In 1927, Stotesbury's fortune was estimated at $100 million ($ billion today). While he withdrew $55 million from his J.P. Morgan account during the Great Depression, the stock market crash and the depression further drained the value of his fortune, leaving him with an estimated $4 million ($ million today) at the time of his death in 1938.

Stotesbury died at eighty-nine on May 21, 1938, in Wyndmoor, Pennsylvania and was buried in The Woodlands Cemetery in Philadelphia.

== Legacy ==
Every year since 1927, the Stotesbury Cup Regatta has been held on the Schuylkill River in Philadelphia. It is one of the oldest and largest high school rowing regattas in the United States. Stotesbury was a member and one-time president of the Bachelors Barge Club, one of the rowing clubs in Philadelphia.

Stotesbury, West Virginia, a coal mining town in Raleigh County, was named for Stotesbury. The town was the former home of eight-term U.S. Senator Robert C. Byrd.

The Stotesbury Club House, a building on Stotesbury's equestrian farm in Wyndmoor, Pennsylvania, was listed on the National Register of Historic Places in 1985.

Edward and Eva Stotesbury are characters in the Stephen Sondheim musical Road Show (2008).

The land on which Whitemarsh Hall was built was developed into a town house complex named after Stotesbury.

== Family ==
Stotesbury's second daughter, Edith Lewis Stotesbury (April 3, 1877 – 1935), married Sydney Emlen Hutchinson on December 25, 1903. His third daughter, Frances Butcher Stotesbury (November 7, 1881 – October 14, 1950), married John Kearsley Mitchell on January 5, 1909.

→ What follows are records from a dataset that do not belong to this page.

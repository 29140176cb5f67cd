//! The controller: scheduling state shared by every trigger.
//!
//! A [`Controller`] keeps the status store's records in memory and runs
//! reconciliation passes over app-of-apps trees. Each node of a resolved
//! tree gets its own pass on a spawned task, bounded by the worker pool.
//! A per-Application lock keeps two passes for the same Application from
//! overlapping; a trigger that finds the lock held is coalesced into a
//! no-op ([`PassOutcome::Coalesced`]).
//!
//! Records are only written by the task holding the Application's lock;
//! everything else reads the cache.

use std::collections::{BTreeMap, BTreeSet, HashMap};
use std::path::{Path, PathBuf};
use std::sync::{Arc, Mutex as StdMutex, MutexGuard};

use tokio::sync::{Mutex, RwLock, Semaphore};

use rudder_core::types::DiffClass;
use rudder_core::store::RootScan;
use rudder_core::{
    config, store, AppName, AppRecord, AppStatus, Application, ControllerConfig, LiveState,
    Resource, StateSource, StoreError,
};
use rudder_health::HealthEvaluator;
use rudder_source::DirectorySource;
use rudder_sync::orchestrator::kind_tier;
use rudder_sync::tree::expand;
use rudder_sync::{
    failed_status, render, resolve_from, CancelToken, Claims, DirectoryCluster, Reconciler,
    ResourceTextDiff, SyncError, SyncRequest, TreeNode,
};

use crate::error::DaemonError;

/// Result of asking for one Application's pass.
#[derive(Debug, Clone, PartialEq)]
pub enum PassOutcome {
    /// The pass ran; this is the Status it recorded.
    Reconciled(AppStatus),
    /// Another pass for the Application was already in flight.
    Coalesced,
}

pub struct Controller {
    home: PathBuf,
    config: ControllerConfig,
    source: Arc<dyn StateSource>,
    reconciler: Reconciler,
    workers: Arc<Semaphore>,
    locks: StdMutex<HashMap<AppName, Arc<Mutex<()>>>>,
    running: StdMutex<HashMap<AppName, CancelToken>>,
    records: RwLock<BTreeMap<AppName, AppRecord>>,
}
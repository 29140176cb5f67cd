//! App-of-apps resolution.
//!
//! [`resolve`] fetches a root Application's desired state, splits off the
//! embedded child Applications and descends depth-first, producing a flat
//! list of [`TreeNode`]s in pre-order. The tree is rebuilt on every pass;
//! nodes refer to their parent by name only.
//!
//! A child that names one of its ancestors (or itself) is a cycle: the
//! declaring node fails with [`SyncError::Cycle`] and none of its children
//! are visited, while the rest of the tree resolves normally. Fetch and
//! manifest failures are likewise confined to the node they occur on.

use std::collections::HashMap;

use rudder_core::{AppName, Application, Resource, StateSource};
use rudder_source::partition;

use crate::error::SyncError;

/// Desired state of one resolved Application.
#[derive(Debug, Clone, PartialEq)]
pub struct Resolved {
    pub revision: String,
    pub resources: Vec<Resource>,
    /// Child Applications, in declaration order.
    pub children: Vec<Application>,
}

impl Resolved {
    pub fn child_names(&self) -> Vec<AppName> {
        self.children.iter().map(|c| c.name.clone()).collect()
    }
}

/// One Application in the resolved tree.
#[derive(Debug)]
pub struct TreeNode {
    pub app: Application,
    pub parent: Option<AppName>,
    pub depth: usize,
    pub outcome: Result<Resolved, SyncError>,
}

/// Fetch and partition the desired state of a single Application.
///
/// An unreachable source is retried on the Application's retry schedule
/// before the failure is reported. Invalid revisions and manifests fail
/// at once.
pub async fn expand(source: &dyn StateSource, app: &Application) -> Result<Resolved, SyncError> {
    let mut delays = app.sync_policy.retry.delays();
    let state = loop {
        let err = match source.fetch(&app.source).await {
            Ok(state) => break state,
            Err(err) => err,
        };
        match delays.next() {
            Some(delay) if err.is_retryable() => {
                tracing::warn!(
                    app = %app.name,
                    error = %err,
                    delay_ms = delay.as_millis() as u64,
                    "fetch failed; retrying"
                );
                tokio::time::sleep(delay).await;
            }
            _ => {
                return Err(SyncError::Fetch {
                    app: app.name.clone(),
                    source: err,
                })
            }
        }
    };
    let part = partition(&state.documents, &app.destination.namespace).map_err(|source| {
        SyncError::Manifest {
            app: app.name.clone(),
            source,
        }
    })?;
    Ok(Resolved {
        revision: state.revision,
        resources: part.resources,
        children: part.applications,
    })
}

/// Resolve the tree rooted at `root`.
pub async fn resolve(source: &dyn StateSource, root: Application, max_depth: usize) -> Vec<TreeNode> {
    resolve_from(source, root, None, max_depth).await
}

/// Resolve the subtree rooted at `app`, which hangs below `parent`.
pub async fn resolve_from(
    source: &dyn StateSource,
    app: Application,
    parent: Option<AppName>,
    max_depth: usize,
) -> Vec<TreeNode> {
    // (app, parent, ancestors from the root down to the parent)
    let mut stack: Vec<(Application, Option<AppName>, Vec<AppName>)> = vec![(app, parent, vec![])];
    let mut declared_by: HashMap<AppName, AppName> = HashMap::new();
    let mut nodes = Vec::new();

    while let Some((app, parent, ancestors)) = stack.pop() {
        let depth = ancestors.len();
        if depth > max_depth {
            nodes.push(TreeNode {
                outcome: Err(SyncError::DepthExceeded {
                    app: app.name.clone(),
                    limit: max_depth,
                }),
                app,
                parent,
                depth,
            });
            continue;
        }

        let mut outcome = expand(source, &app).await;
        if let Ok(resolved) = &outcome {
            if let Some(err) = structural_error(&app, resolved, &ancestors, &declared_by) {
                tracing::warn!(app = %app.name, error = %err, "rejecting application subtree");
                outcome = Err(err);
            }
        }

        if let Ok(resolved) = &outcome {
            let mut lineage = ancestors.clone();
            lineage.push(app.name.clone());
            for child in resolved.children.iter().rev() {
                declared_by.insert(child.name.clone(), app.name.clone());
                stack.push((child.clone(), Some(app.name.clone()), lineage.clone()));
            }
        }

        nodes.push(TreeNode {
            app,
            parent,
            depth,
            outcome,
        });
    }
    nodes
}

fn structural_error(
    app: &Application,
    resolved: &Resolved,
    ancestors: &[AppName],
    declared_by: &HashMap<AppName, AppName>,
) -> Option<SyncError> {
    for child in &resolved.children {
        if child.name == app.name || ancestors.contains(&child.name) {
            let start = ancestors
                .iter()
                .position(|a| *a == child.name)
                .unwrap_or(ancestors.len());
            let mut path: Vec<AppName> = ancestors[start..].to_vec();
            path.push(app.name.clone());
            path.push(child.name.clone());
            return Some(SyncError::Cycle { path });
        }
        if let Some(owner) = declared_by.get(&child.name) {
            return Some(SyncError::DuplicateChild {
                parent: app.name.clone(),
                child: child.name.clone(),
                owner: owner.clone(),
            });
        }
    }
    None
}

On February 14, 1922, his stepdaughter, Henrietta Louise Cromwell, a divorcee with two children, married General of the Army Douglas MacArthur. They divorced in 1929.

His stepson, James H.R. Cromwell became a devoted New Dealer. One day in 1936, when Cromwell was then married to Doris Duke, Stotesbury told him, "It's a good thing you married the richest girl in the world because you will get very little from me. I made my fortune and I am going to squander it myself; not your friend Roosevelt."